Pancreatic ductal adenocarcinoma (PDAC) is a malignant tumor with invasive and metastatic characteristics and poor prognosis. Intracellular protein homeostasis is associated with invasion and metastasis of pancreatic cancer, but the specific molecular mechanism remains unclear. Our previous studies have revealed that DNAJB11, a key protein in protein homeostasis, is secreted by exosomes in the supernatant of dissociated pancreatic cancer cells with high metastasis.
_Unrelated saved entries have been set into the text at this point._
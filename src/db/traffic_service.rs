//! Storage operations on `cumulative_stats` and `monthly_stats`.
//!
//! The mutating functions expect to run inside a transaction owned by the
//! ledger writer; the `list_*`/`get_*_stat` helpers read through the pool.
use super::entities::{cumulative_stat, monthly_stat};
use super::{DuckDbPool, Error, format_timestamp, parse_timestamp};
use crate::accounting::{self, MonthlyState, ResetPolicy};
use crate::models::TrafficCounter;
use chrono::NaiveDateTime;
use duckdb::{Connection, params};
use tracing::info;

pub fn get_cumulative(conn: &Connection, entity_id: &str) -> Result<Option<TrafficCounter>, Error> {
    let mut stmt = conn.prepare("SELECT rx_bytes, tx_bytes FROM cumulative_stats WHERE id = ?")?;
    let mut rows = stmt.query_map(params![entity_id], |row| {
        Ok(TrafficCounter::new(row.get(0)?, row.get(1)?))
    })?;

    match rows.next() {
        Some(res) => Ok(Some(res?)),
        None => Ok(None),
    }
}

pub fn put_cumulative(
    conn: &Connection,
    entity_id: &str,
    counter: TrafficCounter,
) -> Result<(), Error> {
    conn.execute(
        "INSERT INTO cumulative_stats (id, rx_bytes, tx_bytes) VALUES (?, ?, ?)
         ON CONFLICT (id) DO UPDATE SET rx_bytes = excluded.rx_bytes, tx_bytes = excluded.tx_bytes",
        params![entity_id, counter.rx_bytes, counter.tx_bytes],
    )?;
    Ok(())
}

pub fn get_monthly(conn: &Connection, entity_id: &str) -> Result<Option<MonthlyState>, Error> {
    let mut stmt =
        conn.prepare("SELECT rx_bytes, tx_bytes, timestamp FROM monthly_stats WHERE id = ?")?;
    let mut rows = stmt.query_map(params![entity_id], |row| {
        Ok((row.get::<_, u64>(0)?, row.get::<_, u64>(1)?, row.get::<_, String>(2)?))
    })?;

    match rows.next() {
        Some(res) => {
            let (rx_bytes, tx_bytes, timestamp) = res?;
            Ok(Some(MonthlyState {
                totals: TrafficCounter::new(rx_bytes, tx_bytes),
                updated_at: parse_timestamp("monthly_stats", &timestamp)?,
            }))
        }
        None => Ok(None),
    }
}

pub fn put_monthly(conn: &Connection, entity_id: &str, state: MonthlyState) -> Result<(), Error> {
    conn.execute(
        "INSERT INTO monthly_stats (id, rx_bytes, tx_bytes, timestamp) VALUES (?, ?, ?, ?)
         ON CONFLICT (id) DO UPDATE SET
            rx_bytes = excluded.rx_bytes,
            tx_bytes = excluded.tx_bytes,
            timestamp = excluded.timestamp",
        params![
            entity_id,
            state.totals.rx_bytes,
            state.totals.tx_bytes,
            format_timestamp(state.updated_at),
        ],
    )?;
    Ok(())
}

pub fn list_monthly(conn: &Connection) -> Result<Vec<(String, MonthlyState)>, Error> {
    let mut stmt =
        conn.prepare("SELECT id, rx_bytes, tx_bytes, timestamp FROM monthly_stats ORDER BY id")?;
    let raw_rows = stmt
        .query_map([], |row| {
            Ok((
                row.get::<_, String>(0)?,
                row.get::<_, u64>(1)?,
                row.get::<_, u64>(2)?,
                row.get::<_, String>(3)?,
            ))
        })?
        .collect::<Result<Vec<_>, _>>()?;

    raw_rows
        .into_iter()
        .map(|(id, rx_bytes, tx_bytes, timestamp)| {
            let updated_at = parse_timestamp("monthly_stats", &timestamp)?;
            Ok((
                id,
                MonthlyState {
                    totals: TrafficCounter::new(rx_bytes, tx_bytes),
                    updated_at,
                },
            ))
        })
        .collect()
}

/// Reconcile, accumulate and store one observation. Returns the applied delta.
pub fn record_observation(
    conn: &Connection,
    entity_id: &str,
    observed: TrafficCounter,
    now: NaiveDateTime,
) -> Result<TrafficCounter, Error> {
    let last = get_cumulative(conn, entity_id)?;

    let (rx_reset, tx_reset) = accounting::detect_reset(last, observed);
    if rx_reset || tx_reset {
        info!(
            entity_id = %entity_id,
            rx_reset,
            tx_reset,
            "Counter went backwards; treating observed value as traffic since the source restarted."
        );
    }

    let delta = accounting::reconcile(last, observed);
    let monthly = accounting::accrue(get_monthly(conn, entity_id)?, delta, now);

    put_monthly(conn, entity_id, monthly)?;
    put_cumulative(conn, entity_id, observed)?;

    Ok(delta)
}

/// Start-of-month pass over every monthly row. Returns the number of rows zeroed.
pub fn reset_monthly_totals(
    conn: &Connection,
    policy: ResetPolicy,
    now: NaiveDateTime,
) -> Result<usize, Error> {
    let rows = list_monthly(conn)?;
    let due = accounting::rows_due_for_reset(policy, &rows, now);
    if due.is_empty() {
        return Ok(0);
    }

    let zeroed = MonthlyState::zeroed(now);
    for entity_id in &due {
        put_monthly(conn, entity_id, zeroed)?;
    }

    info!(count = due.len(), ?policy, "Monthly statistics reset due to new month/year.");
    Ok(due.len())
}

/// All monthly rows, for operators and the read-only query side.
pub async fn list_monthly_totals(pool: DuckDbPool) -> Result<Vec<monthly_stat::Model>, Error> {
    tokio::task::spawn_blocking(move || -> Result<Vec<monthly_stat::Model>, Error> {
        let conn = pool.get()?;
        let rows = list_monthly(&conn)?;
        Ok(rows
            .into_iter()
            .map(|(id, state)| monthly_stat::Model {
                id,
                rx_bytes: state.totals.rx_bytes,
                tx_bytes: state.totals.tx_bytes,
                timestamp: state.updated_at,
            })
            .collect())
    })
    .await?
}

pub async fn get_cumulative_stat(
    pool: DuckDbPool,
    entity_id: String,
) -> Result<Option<cumulative_stat::Model>, Error> {
    tokio::task::spawn_blocking(move || -> Result<Option<cumulative_stat::Model>, Error> {
        let conn = pool.get()?;
        let counter = get_cumulative(&conn, &entity_id)?;
        Ok(counter.map(|c| cumulative_stat::Model {
            id: entity_id,
            rx_bytes: c.rx_bytes,
            tx_bytes: c.tx_bytes,
        }))
    })
    .await?
}

#[cfg(test)]
mod tests {
    use super::*;
    use crate::db::{TrafficLedger, open_memory_pool};
    use crate::models::MAIN_WAN_ID;
    use chrono::NaiveDate;

    fn at(year: i32, month: u32, day: u32) -> NaiveDateTime {
        NaiveDate::from_ymd_opt(year, month, day)
            .and_then(|d| d.and_hms_opt(8, 30, 0))
            .unwrap()
    }

    fn ledger(policy: ResetPolicy) -> (TrafficLedger, DuckDbPool) {
        let pool = open_memory_pool().unwrap();
        let ledger = TrafficLedger::new(pool.clone(), policy).unwrap();
        (ledger, pool)
    }

    async fn monthly_of(pool: &DuckDbPool, id: &str) -> Option<monthly_stat::Model> {
        list_monthly_totals(pool.clone())
            .await
            .unwrap()
            .into_iter()
            .find(|m| m.id == id)
    }

    #[tokio::test]
    async fn test_counter_sequence_with_reset_accumulates_monthly_total() {
        let (ledger, pool) = ledger(ResetPolicy::PerEntity);
        let mac = "aa:bb:cc:dd:ee:ff";
        let now = at(2025, 6, 10);

        let mut deltas = Vec::new();
        for (rx, tx) in [(100, 50), (250, 80), (60, 90), (200, 150)] {
            let delta = ledger
                .record_observation(mac, TrafficCounter::new(rx, tx), now)
                .await
                .unwrap();
            deltas.push((delta.rx_bytes, delta.tx_bytes));
        }

        // RX went backwards at the third reading, TX kept rising.
        assert_eq!(deltas, vec![(100, 50), (150, 30), (60, 10), (140, 60)]);

        let monthly = monthly_of(&pool, mac).await.unwrap();
        assert_eq!((monthly.rx_bytes, monthly.tx_bytes), (450, 150));
        assert_eq!(monthly.timestamp, now);

        let cumulative = get_cumulative_stat(pool.clone(), mac.to_string())
            .await
            .unwrap()
            .unwrap();
        assert_eq!((cumulative.rx_bytes, cumulative.tx_bytes), (200, 150));
    }

    #[tokio::test]
    async fn test_first_zero_observation_creates_rows() {
        let (ledger, pool) = ledger(ResetPolicy::PerEntity);
        let delta = ledger
            .record_observation(MAIN_WAN_ID, TrafficCounter::default(), at(2025, 6, 1))
            .await
            .unwrap();

        assert_eq!(delta, TrafficCounter::default());
        let monthly = monthly_of(&pool, MAIN_WAN_ID).await.unwrap();
        assert_eq!((monthly.rx_bytes, monthly.tx_bytes), (0, 0));
        assert!(
            get_cumulative_stat(pool, MAIN_WAN_ID.to_string())
                .await
                .unwrap()
                .is_some()
        );
    }

    #[tokio::test]
    async fn test_monthly_reset_runs_once_per_month() {
        let (ledger, pool) = ledger(ResetPolicy::PerEntity);
        ledger
            .record_observation("aa:aa:aa:aa:aa:aa", TrafficCounter::new(500, 600), at(2025, 5, 31))
            .await
            .unwrap();

        assert_eq!(ledger.reset_monthly_if_due(at(2025, 5, 31)).await.unwrap(), 0);

        let june = at(2025, 6, 1);
        assert_eq!(ledger.reset_monthly_if_due(june).await.unwrap(), 1);
        assert_eq!(ledger.reset_monthly_if_due(at(2025, 6, 2)).await.unwrap(), 0);

        let monthly = monthly_of(&pool, "aa:aa:aa:aa:aa:aa").await.unwrap();
        assert_eq!((monthly.rx_bytes, monthly.tx_bytes), (0, 0));
        assert_eq!(monthly.timestamp, june);

        // The cumulative counter survives the reset, so the next delta is incremental.
        let delta = ledger
            .record_observation("aa:aa:aa:aa:aa:aa", TrafficCounter::new(700, 650), june)
            .await
            .unwrap();
        assert_eq!(delta, TrafficCounter::new(200, 50));
    }

    #[tokio::test]
    async fn test_latest_row_policy_resets_everything_or_nothing() {
        let (ledger, pool) = ledger(ResetPolicy::LatestRow);
        ledger
            .record_observation("aa:aa:aa:aa:aa:aa", TrafficCounter::new(1, 1), at(2025, 4, 30))
            .await
            .unwrap();
        ledger
            .record_observation(MAIN_WAN_ID, TrafficCounter::new(2, 2), at(2025, 5, 2))
            .await
            .unwrap();

        // main_wan was touched in May, so the stale April row is left alone.
        assert_eq!(ledger.reset_monthly_if_due(at(2025, 5, 3)).await.unwrap(), 0);
        let april_row = monthly_of(&pool, "aa:aa:aa:aa:aa:aa").await.unwrap();
        assert_eq!(april_row.rx_bytes, 1);

        assert_eq!(ledger.reset_monthly_if_due(at(2025, 6, 1)).await.unwrap(), 2);
    }

    #[tokio::test]
    async fn test_concurrent_updates_for_same_entity_are_serialized() {
        let (ledger, pool) = ledger(ResetPolicy::PerEntity);
        let now = at(2025, 6, 10);

        let mut handles = Vec::new();
        for i in 1..=20u64 {
            let ledger = ledger.clone();
            handles.push(tokio::spawn(async move {
                ledger
                    .record_observation("aa:aa:aa:aa:aa:aa", TrafficCounter::new(i * 10, i), now)
                    .await
            }));
        }
        for handle in handles {
            handle.await.unwrap().unwrap();
        }

        // Whatever the arrival order, every delta was computed against the
        // previously stored counter, so the total is bounded by the work done.
        let monthly = monthly_of(&pool, "aa:aa:aa:aa:aa:aa").await.unwrap();
        assert!(monthly.rx_bytes >= 200);
        assert!(monthly.rx_bytes <= (1..=20u64).map(|i| i * 10).sum::<u64>());
    }

    #[test]
    fn test_invalid_stored_timestamp_is_reported() {
        let pool = open_memory_pool().unwrap();
        let _ledger = TrafficLedger::new(pool.clone(), ResetPolicy::PerEntity).unwrap();
        let conn = pool.get().unwrap();
        conn.execute(
            "INSERT INTO monthly_stats (id, rx_bytes, tx_bytes, timestamp)
             VALUES ('x', 1, 1, 'yesterday')",
            [],
        )
        .unwrap();

        let err = get_monthly(&conn, "x").unwrap_err();
        assert!(matches!(err, Error::InvalidTimestamp { table: "monthly_stats", .. }));
    }
}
The results from transcriptome sequencing and co-immunoprecipitation (Co-IP)-based liquid chromatography with tandem mass spectrometry (LC-MS/MS) showed that depletion of DNAJB11 levels could increase HSPA5 expression and induce endoplasmic reticulum stress through the PRKR-like endoplasmic reticulum kinase signaling pathway in pancreatic cancer cells. Furthermore, exosomal DNAJB11 promoted cell development of PC cells in vitro and in vivo. In addition, exosomal DNAJB11 could regulate the expression of EGFR and activate the downstream MAPK signaling pathway. Clinical blood samples were collected to evaluate the potential of exosome DNAJB11 as a diagnostic biomarker and therapeutic target for the treatment of pancreatic cancer. This study could provide a new theoretical basis and potential molecular targets for the treatment of pancreatic cancer.

Automated summary

This study revealed that exosomal DNAJB11 promotes cell development in pancreatic cancer cells by regulating the expression of HSPA5 and activating the endoplasmic reticulum stress pathway. Additionally, exosomal DNAJB11 can regulate the expression of EGFR and activate the MAPK signaling pathway. Clinical studies suggest that exosomal DNAJB11 has the potential to serve as a diagnostic biomarker and therapeutic target for pancreatic cancer.